Since the 1950s, China has built a formidable surveillance state increasingly reliant on artificial intelligence (AI) technologies. The COVID-19 pandemic has provided China an opportunity to soften the reputation of its surveillance technologies, which include tracking apps, surveillance by drones, cameras inside and outside houses, remote temperature scanning, and upgraded facial recognition to identify mask wearers. These technologies have now been legitimized for public health purposes. COVID-19 may accelerate China’s domestic surveillance efforts and lead to investments creating capabilities preserved post-COVID.

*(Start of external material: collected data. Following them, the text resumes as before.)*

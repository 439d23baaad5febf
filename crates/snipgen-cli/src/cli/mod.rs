//! CLI argument definitions using the clap derive API.
//!
//! This module is the *only* place that knows about argument names, aliases,
//! help text, and value enums. No business logic lives here.

use std::path::PathBuf;

use clap::{Args, Parser, Subcommand, ValueEnum};

pub mod global;
pub use global::{GlobalArgs, OutputFormat};

// ── Top-level CLI ─────────────────────────────────────────────────────────────

/// Main CLI entry-point.
#[derive(Debug, Parser)]
#[command(
    name    = "snipgen",
    bin_name = "snipgen",
    version  = env!("CARGO_PKG_VERSION"),
    author   = env!("CARGO_PKG_AUTHORS"),
    about    = "\u{2702} Author VSCode snippets from the terminal",
    long_about = "Snipgen turns a snippet form (name, prefix, scope, body, \
                  description) into VSCode snippet JSON, ready to paste \
                  into a .code-snippets file.",
    after_help = "EXAMPLES:\n\
        \x20 snipgen render -n log -p 'log, clg' -s javascript -b 'console.log($1);'\n\
        \x20 snipgen copy --from snippets/log.toml\n\
        \x20 snipgen render --fragment --body-file - < body.txt\n\
        \x20 snipgen scopes script",
    arg_required_else_help = true,
    subcommand_required    = true,
)]
pub struct Cli {
    /// Flags available on every subcommand.
    #[command(flatten)]
    pub global: GlobalArgs,

    /// Subcommand to execute.
    #[command(subcommand)]
    pub command: Commands,
}

// ── Subcommands ───────────────────────────────────────────────────────────────

/// All available subcommands.
#[derive(Debug, Subcommand)]
pub enum Commands {
    /// Print the snippet JSON.
    #[command(
        visible_alias = "r",
        about = "Print the snippet JSON",
        after_help = "EXAMPLES:\n\
            \x20 snipgen render -n log -p log -s javascript -b 'console.log($1);'\n\
            \x20 snipgen render --from log.toml --fragment\n\
            \x20 snipgen render -i"
    )]
    Render(RenderArgs),

    /// Copy the snippet fragment to the clipboard.
    #[command(
        visible_alias = "cp",
        about = "Copy the snippet to the clipboard",
        after_help = "EXAMPLES:\n\
            \x20 snipgen copy --from log.toml\n\
            \x20 snipgen copy -n log -p log -s javascript --body-file body.js"
    )]
    Copy(CopyArgs),

    /// List the language identifiers accepted in a scope.
    #[command(
        visible_alias = "ls",
        about = "List scope languages",
        after_help = "EXAMPLES:\n\
            \x20 snipgen scopes\n\
            \x20 snipgen scopes type\n\
            \x20 snipgen scopes --format json"
    )]
    Scopes(ScopesArgs),

    /// Initialise a Snipgen configuration file.
    #[command(
        about = "Initialise configuration",
        after_help = "EXAMPLES:\n\
            \x20 snipgen init           # platform config directory\n\
            \x20 snipgen init --local   # ./.snipgen.toml"
    )]
    Init(InitArgs),

    /// Generate shell completion scripts.
    #[command(
        about = "Generate shell completions",
        after_help = "EXAMPLES:\n\
            \x20 snipgen completions bash > ~/.local/share/bash-completion/completions/snipgen\n\
            \x20 snipgen completions zsh  > ~/.zfunc/_snipgen\n\
            \x20 snipgen completions fish > ~/.config/fish/completions/snipgen.fish"
    )]
    Completions(CompletionsArgs),

    /// Inspect the Snipgen configuration.
    #[command(
        about = "Configuration management",
        subcommand,
        after_help = "EXAMPLES:\n\
            \x20 snipgen config get defaults.scope\n\
            \x20 snipgen config list\n\
            \x20 snipgen config path"
    )]
    Config(ConfigCommands),
}

// ── snippet input ─────────────────────────────────────────────────────────────

/// Form fields shared by `render` and `copy`.
///
/// Flags override whatever `--from` loaded.
#[derive(Debug, Default, Args)]
pub struct SnippetArgs {
    /// Load the form from a TOML or JSON file.
    #[arg(long = "from", value_name = "FILE", help = "Load the form from a .toml/.json file")]
    pub from: Option<PathBuf>,

    #[arg(short = 'n', long = "name", value_name = "NAME", help = "Snippet name")]
    pub name: Option<String>,

    /// Raw prefix text; a comma makes it a list.
    #[arg(
        short = 'p',
        long = "prefix",
        value_name = "PREFIX",
        help = "Trigger word, or comma-separated trigger words"
    )]
    pub prefix: Option<String>,

    /// Scope language identifier; repeat for several.
    #[arg(
        short = 's',
        long = "scope",
        value_name = "ID",
        action = clap::ArgAction::Append,
        help = "Scope language id (repeatable)"
    )]
    pub scope: Vec<String>,

    #[arg(
        short = 'b',
        long = "body",
        value_name = "TEXT",
        conflicts_with = "body_file",
        help = "Snippet body"
    )]
    pub body: Option<String>,

    /// Read the body from a file; `-` reads standard input.
    #[arg(long = "body-file", value_name = "PATH", help = "Read the body from a file ('-' for stdin)")]
    pub body_file: Option<PathBuf>,

    #[arg(short = 'd', long = "description", value_name = "TEXT", help = "Snippet description")]
    pub description: Option<String>,

    /// Fill in the remaining fields with prompts and `$EDITOR`.
    #[arg(short = 'i', long = "interactive", help = "Edit the form interactively")]
    pub interactive: bool,
}

// ── render ────────────────────────────────────────────────────────────────────

/// Arguments for `snipgen render`.
#[derive(Debug, Args)]
pub struct RenderArgs {
    #[command(flatten)]
    pub snippet: SnippetArgs,

    /// Print the copy fragment (no enclosing braces).
    #[arg(long = "fragment", help = "Print the fragment that 'copy' would copy")]
    pub fragment: bool,
}

// ── copy ──────────────────────────────────────────────────────────────────────

/// Arguments for `snipgen copy`.
#[derive(Debug, Args)]
pub struct CopyArgs {
    #[command(flatten)]
    pub snippet: SnippetArgs,
}

// ── scopes ────────────────────────────────────────────────────────────────────

/// Arguments for `snipgen scopes`.
#[derive(Debug, Args)]
pub struct ScopesArgs {
    /// Case-insensitive filter on label or identifier.
    #[arg(value_name = "QUERY", help = "Filter by label or id")]
    pub query: Option<String>,

    /// Output format.
    #[arg(
        long = "format",
        value_enum,
        default_value = "table",
        help = "Output format"
    )]
    pub format: ListFormat,
}

/// Output format for the `scopes` command.
#[derive(Debug, Clone, Copy, PartialEq, Eq, ValueEnum)]
pub enum ListFormat {
    /// Human-readable table.
    Table,
    /// One identifier per line.
    List,
    /// JSON array.
    Json,
    /// CSV rows.
    Csv,
}

// ── init ──────────────────────────────────────────────────────────────────────

/// Arguments for `snipgen init`.
#[derive(Debug, Args)]
pub struct InitArgs {
    /// Write to `.snipgen.toml` in the current directory.
    #[arg(
        long = "local",
        help = "Create local configuration in current directory"
    )]
    pub local: bool,

    /// Overwrite an existing config file.
    #[arg(short = 'f', long = "force", help = "Overwrite existing configuration")]
    pub force: bool,
}

// ── completions ───────────────────────────────────────────────────────────────

/// Arguments for `snipgen completions`.
#[derive(Debug, Args)]
pub struct CompletionsArgs {
    /// Target shell.
    #[arg(value_enum, help = "Shell to generate completions for")]
    pub shell: Shell,
}

/// Supported shells for completion generation.
#[derive(Debug, Clone, Copy, ValueEnum)]
pub enum Shell {
    Bash,
    Zsh,
    Fish,
    PowerShell,
    Elvish,
}

// ── config subcommands ────────────────────────────────────────────────────────

/// Subcommands for `snipgen config`.
#[derive(Debug, Subcommand)]
pub enum ConfigCommands {
    /// Print the value of a configuration key.
    Get {
        /// Dotted key path, e.g. `defaults.scope`.
        key: String,
    },
    /// Print all configuration values.
    List,
    /// Print the path to the active configuration file.
    Path,
}

// ── tests ─────────────────────────────────────────────────────────────────────

#[cfg(test)]
mod tests {
    use super::*;
    use clap::{CommandFactory, Parser};

    #[test]
    fn verify_cli_structure() {
        Cli::command().debug_assert();
    }

    #[test]
    fn parse_render_command() {
        let cli = Cli::parse_from([
            "snipgen", "render", "-n", "log", "-p", "log, clg", "-b", "console.log($1)",
        ]);
        let Commands::Render(args) = cli.command else {
            panic!("expected Render command");
        };
        assert_eq!(args.snippet.name.as_deref(), Some("log"));
        assert_eq!(args.snippet.prefix.as_deref(), Some("log, clg"));
        assert!(!args.fragment);
    }

    #[test]
    fn scope_is_repeatable_and_not_split() {
        let cli = Cli::parse_from([
            "snipgen", "copy", "-s", "javascript", "--scope", "jade, pug",
        ]);
        let Commands::Copy(args) = cli.command else {
            panic!("expected Copy command");
        };
        assert_eq!(args.snippet.scope, ["javascript", "jade, pug"]);
    }

    #[test]
    fn aliases() {
        let cli = Cli::parse_from(["snipgen", "r", "--fragment"]);
        assert!(matches!(cli.command, Commands::Render(RenderArgs { fragment: true, .. })));

        let cli = Cli::parse_from(["snipgen", "cp"]);
        assert!(matches!(cli.command, Commands::Copy(_)));

        let cli = Cli::parse_from(["snipgen", "ls", "py", "--format", "csv"]);
        let Commands::Scopes(args) = cli.command else {
            panic!("expected Scopes command");
        };
        assert_eq!(args.query.as_deref(), Some("py"));
        assert_eq!(args.format, ListFormat::Csv);
    }

    #[test]
    fn body_and_body_file_conflict() {
        let result =
            Cli::try_parse_from(["snipgen", "render", "-b", "x", "--body-file", "body.txt"]);
        assert!(result.is_err());
    }

    #[test]
    fn quiet_and_verbose_conflict() {
        let result = Cli::try_parse_from(["snipgen", "--quiet", "--verbose", "scopes"]);
        assert!(result.is_err());
    }
}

Globally, China’s surveillance model may gain even more legitimacy as a vital tool beyond the pandemic, further deepening normative advantages for China by allowing the strategic expansion of Chinese surveillance companies worldwide. Since 2008, at least 80 countries have adopted Chinese surveillance technology platforms. These platforms are more than just security cameras: they integrate multiple government databases and provide analytic capabilities that can support multiple command and control centers. If democratic governments do not successfully demonstrate how to protect public health and human rights, they risk losing the mantle of global leadership in the 21st century. The United States must therefore better understand China’s surveillance infrastructure and why it appeals to adopting countries, using this knowledge to advance an alternate vision with its democratic allies.
China employs surveillance to repress broad swaths of its population—most notably the Uyghurs in Xinjiang and nationwide—and enables other countries to execute their own surveillance systems through export of its technologies. However, several nationwide surveillance programs have escaped sustained attention. This paper will detail how these programs work and how they have enabled the deployment of current COVID-19 surveillance techniques.
The United States and its allies can meet these challenges in several ways. First, the United States must reduce domestic human rights harms and racial injustice by its own companies and institutions. Second, the State Department’s Bureau of Democracy, Human Rights and Labor (DRL) can host Track 1.5 dialogues modeled off State’s Civil Society 2.0 and the Open Government Partnership to engage democratic government and non-government stakeholders in Europe, Asia, and beyond. These dialogues can identify areas and companies engendering the greatest human rights harms from surveillance, compare and obtain best practices from existing privacy and surveillance legislation, and coordinate with the European approach to surveillance export controls—which aims to restrict surveillance technology exports on normative and non-military human rights grounds.
On the technical level, national research funding organizations such as the National Science Foundation (NSF) and the Defense Advanced Research Projects Agency should support research on privacy-preserving facial recognition systems. Bodies such as the National Institute of Standards and Technology should also expand prior research on error mitigation in facial recognition. U.S. representatives should actively engage the Global Partnership on AI’s technical expertise to propose alternate facial recognition standards to Chinese companies’ submissions at the United Nations’ International Telecommunications Union.